Die Arbeiter sind mit der Wirkung des Schildes am ausgesuchten Ort neben dem Kruzifix hoch zufrieden. Der Pfosten, kerzengerade, trägt das Schild mit der weithin sichtbaren Inschrift. Die Arbeiter gehen weg und schauen noch einmal zufrieden zu dem Schild empor. Die Inschrift lautet: „In diesem Kurort sind Juden unerwünscht.“
Das Schild hatte man neben dem Juden Jesus angebracht, der doch längst fester Bestandteil der christlichen Dorfgemeinschaft geworden war. Die Arbeiter merken also nicht, was sie tun. Die grenzen einen aus, der doch schon lange ganz fest zu ihnen gehört – und grenzen gleichsam sich selber aus, graben sich die Wurzeln ihres Glaubens ab. Kein Mensch würde das freiwillig tun – und doch tun sie es. So entsetzlich war der Wahn.
Jahrhunderte hindurch wussten die Christen nicht, dass der Mann, auf den ihr Glaube gründete, ein Jude war. Man hatte dem Kruzifixus, dem Gekreuzigten, die Scham bedeckt, damit man nicht sehen konnte, dass er ein Beschnittener war. Jesus, der Herr der Kirche, war Jude – wie die Jünger und Apostel alle, auch Paulus. Und eben dieser Paulus musste sich, 30 Jahre nach Jesu Tod und Auferweckung, musste er sich viele Gedanken machen über das Verhältnis von Juden und Christen. Diese Fragen und Gedanken vereinte er in seiner eigenen Person. Hochgebildeter römischer Bürger mit lateinischem Namen Paulus mit allen Rechten, als Kind beschnitten mit dem Namen Schaul und somit Angehöriger des Volkes Gottes, verfolgte er den neuen christlichen Glauben leidenschaftlich bis zum Damaskus Ereignis, als er auf dem Weg zur Christenverfolgung die Stimme Christi hört: Saul, Saul, was verfolgst du mich?
Wie gesagt: Paulus hat mit den Fragen nach Verhältnis von Juden und Christen sehr gerungen und immer wieder Antworten seinen Gemeinden gegeben. Wir hören eine seiner Antworten an die Gemeinde in Rom.

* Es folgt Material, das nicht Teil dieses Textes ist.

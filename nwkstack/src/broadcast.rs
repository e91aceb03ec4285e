//! Broadcast flooding with passive acknowledgement.
//!
//! At most one broadcast is in flight. While it is, neighbors that relay
//! the same (source, sequence) are recorded as passive acks. When the ack
//! window closes the broadcast is either re-sent after a random jitter or,
//! once every addressed neighbor has relayed it or the retry ceiling is
//! reached, finished.
//!
//! Received broadcasts are filtered by (originator, sequence) in a separate
//! table. Both kinds of record age out on the slow tick; passive acks are
//! also dropped whenever a broadcast finishes.

use alloc::vec::Vec;

use crate::buffer::FrameBuf;
use crate::collections::SlotTable;
use crate::neighbor::NeighborTable;
use crate::time::{Duration, Timestamp};
use crate::types::{
    BroadcastClass, DeviceType, NwkError, PanId, ShortAddr, MAX_BROADCAST_RETRIES,
    PASSIVE_ACK_EXPIRY_TICKS, PASSIVE_ACK_TIMEOUT,
};
use crate::wire::NwkHeader;

/// A neighbor observed relaying broadcast `seq`.
#[derive(Debug, Clone, Copy, PartialEq, Eq)]
pub struct PassiveAck {
    pub addr: ShortAddr,
    pub seq: u8,
    pub expiry: u8,
}

/// A broadcast originated by `src_addr` that this node has already handled.
#[derive(Debug, Clone, Copy, PartialEq, Eq)]
pub struct SeenBroadcast {
    pub src_addr: ShortAddr,
    pub seq: u8,
    pub expiry: u8,
}

struct ActiveBroadcast {
    seq: u8,
    class: BroadcastClass,
    retries: u8,
    snapshot: FrameBuf,
    header: NwkHeader,
    /// End of the current passive-ack window.
    ack_deadline: Timestamp,
    /// Set while a jittered retransmission is waiting.
    retry_at: Option<Timestamp>,
}

/// What the engine must do after a broadcast timer fired.
#[derive(Debug)]
pub enum BroadcastTimer {
    /// Nothing due.
    Idle,
    /// A retransmission was scheduled after jitter.
    RetryScheduled { seq: u8, attempt: u8 },
    /// Transmit this copy of the snapshot again.
    Resend { frame: FrameBuf, header: NwkHeader },
    /// The broadcast is over.
    Finished { seq: u8, all_relayed: bool, retries: u8 },
}

pub struct BroadcastEngine {
    acks: SlotTable<PassiveAck>,
    seen: SlotTable<SeenBroadcast>,
    active: Option<ActiveBroadcast>,
    accepting: bool,
}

Römer 9, 1-8, 14-16 (Luther-Bibel)
1 Ich sage die Wahrheit in Christus und lüge nicht, wie mir mein Gewissen bezeugt im Heiligen Geist,
2 dass ich große Traurigkeit und Schmerzen ohne Unterlass in meinem Herzen habe.
3 Denn ich wünschte, selbst verflucht und von Christus getrennt zu sein für meine Brüder, die meine Stammverwandten sind nach dem Fleisch.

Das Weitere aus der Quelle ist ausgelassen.